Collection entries
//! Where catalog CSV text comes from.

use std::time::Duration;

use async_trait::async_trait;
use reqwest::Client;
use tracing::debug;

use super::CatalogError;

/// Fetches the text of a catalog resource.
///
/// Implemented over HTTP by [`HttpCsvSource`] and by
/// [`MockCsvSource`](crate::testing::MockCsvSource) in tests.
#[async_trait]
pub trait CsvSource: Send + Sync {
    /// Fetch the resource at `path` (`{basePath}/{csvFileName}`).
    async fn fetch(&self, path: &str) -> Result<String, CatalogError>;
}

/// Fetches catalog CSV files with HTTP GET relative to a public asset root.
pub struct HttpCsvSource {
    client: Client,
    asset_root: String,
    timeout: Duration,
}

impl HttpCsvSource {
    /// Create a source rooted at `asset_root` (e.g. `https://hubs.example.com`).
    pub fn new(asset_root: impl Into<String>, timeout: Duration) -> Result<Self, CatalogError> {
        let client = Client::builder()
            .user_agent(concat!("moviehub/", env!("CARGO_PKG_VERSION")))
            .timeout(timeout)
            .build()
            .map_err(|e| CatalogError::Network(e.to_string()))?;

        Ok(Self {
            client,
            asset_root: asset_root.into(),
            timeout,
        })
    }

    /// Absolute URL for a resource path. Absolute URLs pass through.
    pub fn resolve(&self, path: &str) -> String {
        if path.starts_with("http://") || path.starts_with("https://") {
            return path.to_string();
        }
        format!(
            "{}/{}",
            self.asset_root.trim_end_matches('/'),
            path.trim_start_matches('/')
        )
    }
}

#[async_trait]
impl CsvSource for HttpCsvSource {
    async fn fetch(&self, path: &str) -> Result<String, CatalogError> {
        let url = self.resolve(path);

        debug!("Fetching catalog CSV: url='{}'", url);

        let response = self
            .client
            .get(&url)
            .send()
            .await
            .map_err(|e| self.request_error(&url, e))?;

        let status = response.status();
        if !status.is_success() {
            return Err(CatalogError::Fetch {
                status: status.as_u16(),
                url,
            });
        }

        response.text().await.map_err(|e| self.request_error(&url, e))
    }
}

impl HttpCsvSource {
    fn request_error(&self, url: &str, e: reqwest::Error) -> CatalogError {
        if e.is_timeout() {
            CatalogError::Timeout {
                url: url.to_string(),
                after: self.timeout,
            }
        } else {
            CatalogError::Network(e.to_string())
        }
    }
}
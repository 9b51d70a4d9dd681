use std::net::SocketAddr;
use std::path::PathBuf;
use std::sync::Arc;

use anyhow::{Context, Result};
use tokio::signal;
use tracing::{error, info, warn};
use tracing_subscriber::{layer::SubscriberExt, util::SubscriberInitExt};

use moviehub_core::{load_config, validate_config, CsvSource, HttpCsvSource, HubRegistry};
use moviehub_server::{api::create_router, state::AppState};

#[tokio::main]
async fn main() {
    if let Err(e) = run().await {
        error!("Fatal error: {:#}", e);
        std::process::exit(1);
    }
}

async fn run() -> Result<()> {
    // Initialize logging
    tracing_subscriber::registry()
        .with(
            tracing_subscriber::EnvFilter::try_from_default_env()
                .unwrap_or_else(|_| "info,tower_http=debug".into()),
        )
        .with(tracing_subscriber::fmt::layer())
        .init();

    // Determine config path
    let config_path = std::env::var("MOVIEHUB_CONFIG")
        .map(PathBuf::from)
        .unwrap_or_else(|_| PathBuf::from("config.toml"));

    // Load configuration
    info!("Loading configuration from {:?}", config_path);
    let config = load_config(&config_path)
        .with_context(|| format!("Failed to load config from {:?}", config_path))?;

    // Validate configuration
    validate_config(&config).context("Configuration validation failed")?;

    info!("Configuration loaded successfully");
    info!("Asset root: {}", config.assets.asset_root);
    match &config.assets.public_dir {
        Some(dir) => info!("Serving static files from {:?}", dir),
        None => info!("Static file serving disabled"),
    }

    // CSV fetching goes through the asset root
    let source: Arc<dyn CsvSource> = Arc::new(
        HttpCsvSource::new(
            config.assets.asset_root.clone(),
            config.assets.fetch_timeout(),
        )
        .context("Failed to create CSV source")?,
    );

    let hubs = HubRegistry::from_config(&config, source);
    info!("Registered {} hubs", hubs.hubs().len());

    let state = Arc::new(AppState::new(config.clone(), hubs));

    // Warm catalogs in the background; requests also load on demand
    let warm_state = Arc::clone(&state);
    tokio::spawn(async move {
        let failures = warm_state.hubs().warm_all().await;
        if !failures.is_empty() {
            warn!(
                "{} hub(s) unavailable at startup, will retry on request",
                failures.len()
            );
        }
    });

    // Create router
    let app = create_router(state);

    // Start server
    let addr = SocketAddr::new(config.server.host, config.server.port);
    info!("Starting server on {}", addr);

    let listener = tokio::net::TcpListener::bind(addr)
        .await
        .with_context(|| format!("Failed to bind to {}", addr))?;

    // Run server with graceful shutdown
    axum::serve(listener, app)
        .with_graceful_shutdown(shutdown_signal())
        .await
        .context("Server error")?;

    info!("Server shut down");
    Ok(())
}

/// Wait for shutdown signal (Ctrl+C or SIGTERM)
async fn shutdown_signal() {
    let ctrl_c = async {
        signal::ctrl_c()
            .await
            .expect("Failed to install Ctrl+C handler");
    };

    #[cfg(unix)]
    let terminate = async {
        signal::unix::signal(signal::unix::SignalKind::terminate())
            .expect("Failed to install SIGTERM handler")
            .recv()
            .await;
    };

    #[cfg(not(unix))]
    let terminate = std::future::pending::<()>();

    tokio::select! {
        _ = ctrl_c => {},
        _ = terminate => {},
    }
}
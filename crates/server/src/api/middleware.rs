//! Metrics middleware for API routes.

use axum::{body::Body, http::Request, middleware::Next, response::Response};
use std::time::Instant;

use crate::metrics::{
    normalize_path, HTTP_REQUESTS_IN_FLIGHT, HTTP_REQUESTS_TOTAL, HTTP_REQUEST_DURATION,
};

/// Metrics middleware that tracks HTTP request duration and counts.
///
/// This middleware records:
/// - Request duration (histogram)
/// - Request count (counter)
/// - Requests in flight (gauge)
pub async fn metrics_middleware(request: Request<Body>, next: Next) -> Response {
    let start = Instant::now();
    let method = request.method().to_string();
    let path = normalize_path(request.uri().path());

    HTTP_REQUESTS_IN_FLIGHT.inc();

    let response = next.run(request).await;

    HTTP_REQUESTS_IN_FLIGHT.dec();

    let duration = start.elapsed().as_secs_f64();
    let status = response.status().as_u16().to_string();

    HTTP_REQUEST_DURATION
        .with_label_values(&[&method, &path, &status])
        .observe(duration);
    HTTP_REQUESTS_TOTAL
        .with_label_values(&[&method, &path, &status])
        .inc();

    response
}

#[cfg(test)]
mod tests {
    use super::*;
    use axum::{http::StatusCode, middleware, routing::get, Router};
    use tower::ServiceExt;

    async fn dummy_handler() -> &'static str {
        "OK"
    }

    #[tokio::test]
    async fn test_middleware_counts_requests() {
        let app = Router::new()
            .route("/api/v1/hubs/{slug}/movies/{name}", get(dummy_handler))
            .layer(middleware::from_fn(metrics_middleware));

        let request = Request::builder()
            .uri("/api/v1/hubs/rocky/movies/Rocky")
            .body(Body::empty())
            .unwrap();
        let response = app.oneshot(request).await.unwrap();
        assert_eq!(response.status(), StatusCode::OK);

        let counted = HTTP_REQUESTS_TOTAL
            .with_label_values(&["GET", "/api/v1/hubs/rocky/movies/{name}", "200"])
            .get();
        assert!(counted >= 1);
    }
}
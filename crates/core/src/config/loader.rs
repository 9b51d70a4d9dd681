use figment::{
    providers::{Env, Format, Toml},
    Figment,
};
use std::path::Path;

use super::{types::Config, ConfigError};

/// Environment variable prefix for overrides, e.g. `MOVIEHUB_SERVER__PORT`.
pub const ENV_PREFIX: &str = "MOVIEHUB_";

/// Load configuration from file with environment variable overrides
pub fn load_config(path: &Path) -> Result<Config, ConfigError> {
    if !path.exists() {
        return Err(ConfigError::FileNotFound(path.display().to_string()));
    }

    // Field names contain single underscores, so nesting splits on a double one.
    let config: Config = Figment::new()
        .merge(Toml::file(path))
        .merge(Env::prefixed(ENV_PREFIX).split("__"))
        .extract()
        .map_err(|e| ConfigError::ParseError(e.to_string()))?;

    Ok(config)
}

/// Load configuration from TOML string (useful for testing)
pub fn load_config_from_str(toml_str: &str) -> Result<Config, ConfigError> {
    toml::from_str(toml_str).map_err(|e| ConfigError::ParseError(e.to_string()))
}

*Task*.
Would you copy all lines in the records where the string "CatalogError" appears?

*Task output*.
use super::CatalogError;
    async fn fetch(&self, path: &str) -> Result<String, CatalogError>;
    pub fn new(asset_root: impl Into<String>, timeout: Duration) -> Result<Self, CatalogError> {
            .map_err(|e| CatalogError::Network(e.to_string()))?;
    async fn fetch(&self, path: &str) -> Result<String, CatalogError> {
            return Err(CatalogError::Fetch {
    fn request_error(&self, url: &str, e: reqwest::Error) -> CatalogError {
            CatalogError::Timeout {
            CatalogError::Network(e.to_string())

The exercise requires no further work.